Problem description - First find the line containing "know to run." in the data, then set it down exactly along with every line after it, through the last.

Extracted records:

use std::{path::PathBuf, time::Duration};

use super::{collection::coordinator::PollingSettings, instance::pid_file_for};

/// Everything the daemon needs to know to run.
#[derive(Debug, Clone, PartialEq, Eq)]
pub struct TrackerConfig {
    pub database_path: PathBuf,
    pub poll_interval: Duration,
    pub day_boundary_hour: u32,
    pub keystrokes: bool,
    /// Off keeps only the application name of each focus change.
    pub window_titles: bool,
    /// 0 disables purging.
    pub retention_days: u32,
    pub retry_backoff: Duration,
}

impl TrackerConfig {
    pub fn pid_file(&self) -> PathBuf {
        pid_file_for(&self.database_path)
    }

    pub fn polling_settings(&self) -> PollingSettings {
        PollingSettings {
            interval: self.poll_interval,
            retry_backoff: self.retry_backoff,
            day_boundary_hour: self.day_boundary_hour,
        }
    }
}
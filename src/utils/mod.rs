pub mod clock;
pub mod dir;
pub mod logging;
pub mod runtime;
pub mod time;
pub mod url;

Finished exercise -
/// Everything the daemon needs to know to run.
#[derive(Debug, Clone, PartialEq, Eq)]
pub struct TrackerConfig {
    pub database_path: PathBuf,
    pub poll_interval: Duration,
    pub day_boundary_hour: u32,
    pub keystrokes: bool,
    /// Off keeps only the application name of each focus change.
    pub window_titles: bool,
    /// 0 disables purging.
    pub retention_days: u32,
    pub retry_backoff: Duration,
}

impl TrackerConfig {
    pub fn pid_file(&self) -> PathBuf {
        pid_file_for(&self.database_path)
    }

    pub fn polling_settings(&self) -> PollingSettings {
        PollingSettings {
            interval: self.poll_interval,
            retry_backoff: self.retry_backoff,
            day_boundary_hour: self.day_boundary_hour,
        }
    }
}
filename src/utils/mod.rs
pub mod clock;
pub mod dir;
pub mod logging;
pub mod runtime;
pub mod time;
pub mod url;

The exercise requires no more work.